Directions for this task
Work out the number of lines in the listing that include the string "depth". Reply with that number alone.

/---

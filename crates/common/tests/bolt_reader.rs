//! Reading real bolt files produced by the test writer

mod common;

use ::common::inspect::{InspectError, Inspector};
use ::common::store::bolt::meta::{Meta, NO_FREELIST};
use ::common::store::bolt::page::META_PAGE;
use ::common::store::{Bucket, Snapshot, StoreError, Tx};
use crate::common::{sample_db, write_db, BoltWriter, Tree, BLOB_COUNT, PAGE_SIZE, REDIS_IMAGE};

fn open_path<'tx>(snapshot: &'tx Snapshot, names: &[&str]) -> <Snapshot as Tx>::Bucket<'tx> {
    names.iter().fold(snapshot.root().unwrap(), |bucket, name| {
        bucket.bucket(name.as_bytes()).unwrap().unwrap()
    })
}

#[test]
fn test_top_level_buckets() {
    common::init_tracing();
    let (_dir, path) = sample_db();
    let snapshot = Snapshot::open(&path).unwrap();
    let names = snapshot.root().unwrap().bucket_names().unwrap();
    assert_eq!(names, vec!["v1", "x/y"]);
    assert_eq!(snapshot.meta().txid, 42);
    assert_eq!(snapshot.page_size(), PAGE_SIZE);
}

#[test]
fn test_nested_values() {
    let (_dir, path) = sample_db();
    let snapshot = Snapshot::open(&path).unwrap();

    let container = open_path(&snapshot, &["v1", "k8s.io", "containers", "redis-1"]);
    assert_eq!(container.get(b"image").unwrap(), Some(REDIS_IMAGE.as_bytes()));
    assert_eq!(container.get(b"snapshotKey").unwrap(), Some(&b""[..]));
    assert_eq!(container.get(b"missing").unwrap(), None);
    // a nested bucket is not a value
    assert_eq!(container.get(b"labels").unwrap(), None);

    let labels = container.bucket(b"labels").unwrap().unwrap();
    assert_eq!(
        labels.get(b"io.cri-containerd.kind").unwrap(),
        Some(&b"container"[..])
    );
}

#[test]
fn test_entries_in_key_order() {
    let (_dir, path) = sample_db();
    let snapshot = Snapshot::open(&path).unwrap();
    let container = open_path(&snapshot, &["v1", "k8s.io", "containers", "redis-1"]);
    let entries = container.entries().unwrap();
    let names: Vec<_> = entries.iter().map(|e| e.name()).collect();
    assert_eq!(names, vec!["createdat", "image", "labels", "snapshotKey", "spec"]);
    assert!(entries[2].is_bucket());
    assert_eq!(entries.iter().filter(|e| e.is_bucket()).count(), 1);
}

#[test]
fn test_overflow_value() {
    let (_dir, path) = sample_db();
    let snapshot = Snapshot::open(&path).unwrap();
    let image = open_path(&snapshot, &["v1", "k8s.io", "images", REDIS_IMAGE]);
    let raw = image.get(b"raw").unwrap().unwrap();
    assert_eq!(raw.len(), 5000);
    assert!(raw.iter().enumerate().all(|(i, b)| *b == i as u8));

    let stats = image.stats().unwrap();
    assert_eq!(stats.leaf_page_n, 1);
    assert_eq!(stats.leaf_overflow_n, 1);
    assert_eq!(stats.key_n, 2);
}

#[test]
fn test_branch_pages() {
    let (_dir, path) = sample_db();
    let snapshot = Snapshot::open(&path).unwrap();
    let blobs = open_path(&snapshot, &["v1", "k8s.io", "content", "blob"]);

    let entries = blobs.entries().unwrap();
    assert_eq!(entries.len(), BLOB_COUNT);
    assert!(entries.windows(2).all(|w| w[0].key < w[1].key));

    for i in [0, 63, 64, 100, BLOB_COUNT - 1] {
        let key = format!("sha256:{:064x}", i);
        let expected = format!("{{\"size\":{}}}", i);
        assert_eq!(blobs.get(key.as_bytes()).unwrap(), Some(expected.as_bytes()));
    }
    assert_eq!(blobs.get(b"sha256:").unwrap(), None);
    assert_eq!(blobs.get(b"zzz").unwrap(), None);

    let stats = blobs.stats().unwrap();
    assert_eq!(stats.key_n, BLOB_COUNT);
    assert_eq!(stats.depth, 2);
    assert_eq!(stats.branch_page_n, 1);
    assert_eq!(stats.leaf_page_n, 3);
    assert_eq!(stats.leaf_overflow_n, 2);
    assert!(stats.branch_inuse > 0);
}

#[test]
fn test_inline_bucket_stats() {
    let (_dir, path) = sample_db();
    let snapshot = Snapshot::open(&path).unwrap();

    let xy = open_path(&snapshot, &["x/y"]);
    assert_eq!(xy.get(b"k").unwrap(), Some(&b"v"[..]));
    let stats = xy.stats().unwrap();
    assert_eq!(stats.key_n, 1);
    assert_eq!(stats.depth, 1);
    assert_eq!(stats.leaf_page_n, 0);
    assert!(stats.leaf_inuse > 0);

    let empty = open_path(&snapshot, &["v1", "default"]);
    assert!(empty.entries().unwrap().is_empty());
    assert_eq!(empty.stats().unwrap().key_n, 0);
}

#[test]
fn test_freelist() {
    let (_dir, path) = sample_db();
    let snapshot = Snapshot::open(&path).unwrap();
    assert_eq!(snapshot.free_pages().unwrap(), vec![3, 4]);

    let (_dir, path) = write_db(BoltWriter::new().without_freelist(), &Tree::new());
    let snapshot = Snapshot::open(&path).unwrap();
    assert!(snapshot.free_pages().unwrap().is_empty());
}

#[test]
fn test_empty_database() {
    let (_dir, path) = write_db(BoltWriter::new(), &Tree::new());
    let snapshot = Snapshot::open(&path).unwrap();
    assert!(snapshot.root().unwrap().entries().unwrap().is_empty());
}

#[test]
fn test_newest_valid_meta_wins() {
    let mut tree = Tree::new();
    tree.bucket("a");
    let bytes = BoltWriter::new().txid(7).finish(&tree);

    // corrupt the checksum of meta page 1 (txid 7)
    let mut damaged = bytes.clone();
    damaged[PAGE_SIZE + 16 + 60] ^= 0xff;
    let dir = tempfile::TempDir::new().unwrap();
    let path = dir.path().join("meta.db");
    std::fs::write(&path, &damaged).unwrap();

    let snapshot = Snapshot::open(&path).unwrap();
    assert_eq!(snapshot.meta().txid, 6);
    assert_eq!(snapshot.root().unwrap().bucket_names().unwrap(), vec!["a"]);
}

#[test]
fn test_missing_file_is_unavailable() {
    let dir = tempfile::TempDir::new().unwrap();
    let err = Snapshot::open(dir.path().join("nope.db")).unwrap_err();
    assert!(matches!(err, StoreError::Unavailable { .. }));
    assert!(err.is_unavailable());
}

#[test]
fn test_truncated_file_is_rejected() {
    let bytes = BoltWriter::new().finish(&common::sample_tree());
    let dir = tempfile::TempDir::new().unwrap();

    for len in [0, 100, PAGE_SIZE, bytes.len() - PAGE_SIZE] {
        let path = dir.path().join(format!("short-{}.db", len));
        std::fs::write(&path, &bytes[..len]).unwrap();
        let err = Snapshot::open(&path).unwrap_err();
        assert!(err.is_unavailable(), "len {}: {}", len, err);
    }
}

#[test]
fn test_wrong_magic_is_rejected() {
    let mut bytes = BoltWriter::new().finish(&Tree::new());
    bytes[16] ^= 0xff;
    bytes[PAGE_SIZE + 16] ^= 0xff;
    let dir = tempfile::TempDir::new().unwrap();
    let path = dir.path().join("meta.db");
    std::fs::write(&path, &bytes).unwrap();

    let err = Snapshot::open(&path).unwrap_err();
    assert!(matches!(err, StoreError::Invalid(_)));
}

#[test]
fn test_random_bytes_are_rejected() {
    let dir = tempfile::TempDir::new().unwrap();
    let path = dir.path().join("junk.db");
    std::fs::write(&path, vec![0x5au8; 3 * PAGE_SIZE]).unwrap();
    assert!(Snapshot::open(&path).unwrap_err().is_unavailable());
}

/// Two meta pages of `meta.page_size` bytes each, and nothing else.
fn meta_only_file(meta: Meta) -> Vec<u8> {
    let page_size = meta.page_size as usize;
    let mut bytes = vec![0u8; 2 * page_size];
    for id in 0..2u64 {
        let page = &mut bytes[id as usize * page_size..];
        page[0..8].copy_from_slice(&id.to_le_bytes());
        page[8..10].copy_from_slice(&META_PAGE.to_le_bytes());
        page[16..16 + 64].copy_from_slice(&meta.encode());
    }
    bytes
}

#[test]
fn test_page_offset_overflow_is_corrupt() {
    // 255 * (u64::MAX / 255) lands exactly on u64::MAX
    let bytes = meta_only_file(Meta {
        page_size: 255,
        flags: 0,
        root: u64::MAX / 255,
        sequence: 0,
        freelist: NO_FREELIST,
        pgid: 2,
        txid: 1,
    });
    let dir = tempfile::TempDir::new().unwrap();
    let path = dir.path().join("overflow.db");
    std::fs::write(&path, &bytes).unwrap();

    let snapshot = Snapshot::open(&path).unwrap();
    let err = snapshot.page(u64::MAX / 255).unwrap_err();
    assert!(matches!(err, StoreError::Corrupt { .. }), "{}", err);
    assert!(matches!(
        snapshot.page(u64::MAX).unwrap_err(),
        StoreError::Corrupt { .. }
    ));

    let err = Inspector::new(&path).list_buckets().unwrap_err();
    assert!(
        matches!(err, InspectError::Store(StoreError::Corrupt { .. })),
        "{}",
        err
    );
}

#[test]
fn test_overflow_count_past_end_is_corrupt() {
    let mut bytes = BoltWriter::new().finish(&Tree::new());
    // the empty root leaf is the first page after both metas and the freelist
    let root = 3 * PAGE_SIZE;
    bytes[root + 12..root + 16].copy_from_slice(&u32::MAX.to_le_bytes());

    let dir = tempfile::TempDir::new().unwrap();
    let path = dir.path().join("overflow.db");
    std::fs::write(&path, &bytes).unwrap();

    let snapshot = Snapshot::open(&path).unwrap();
    assert_eq!(snapshot.meta().root, 3);
    assert!(matches!(
        snapshot.root().unwrap().entries().unwrap_err(),
        StoreError::Corrupt { .. }
    ));
}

\---

Response box
2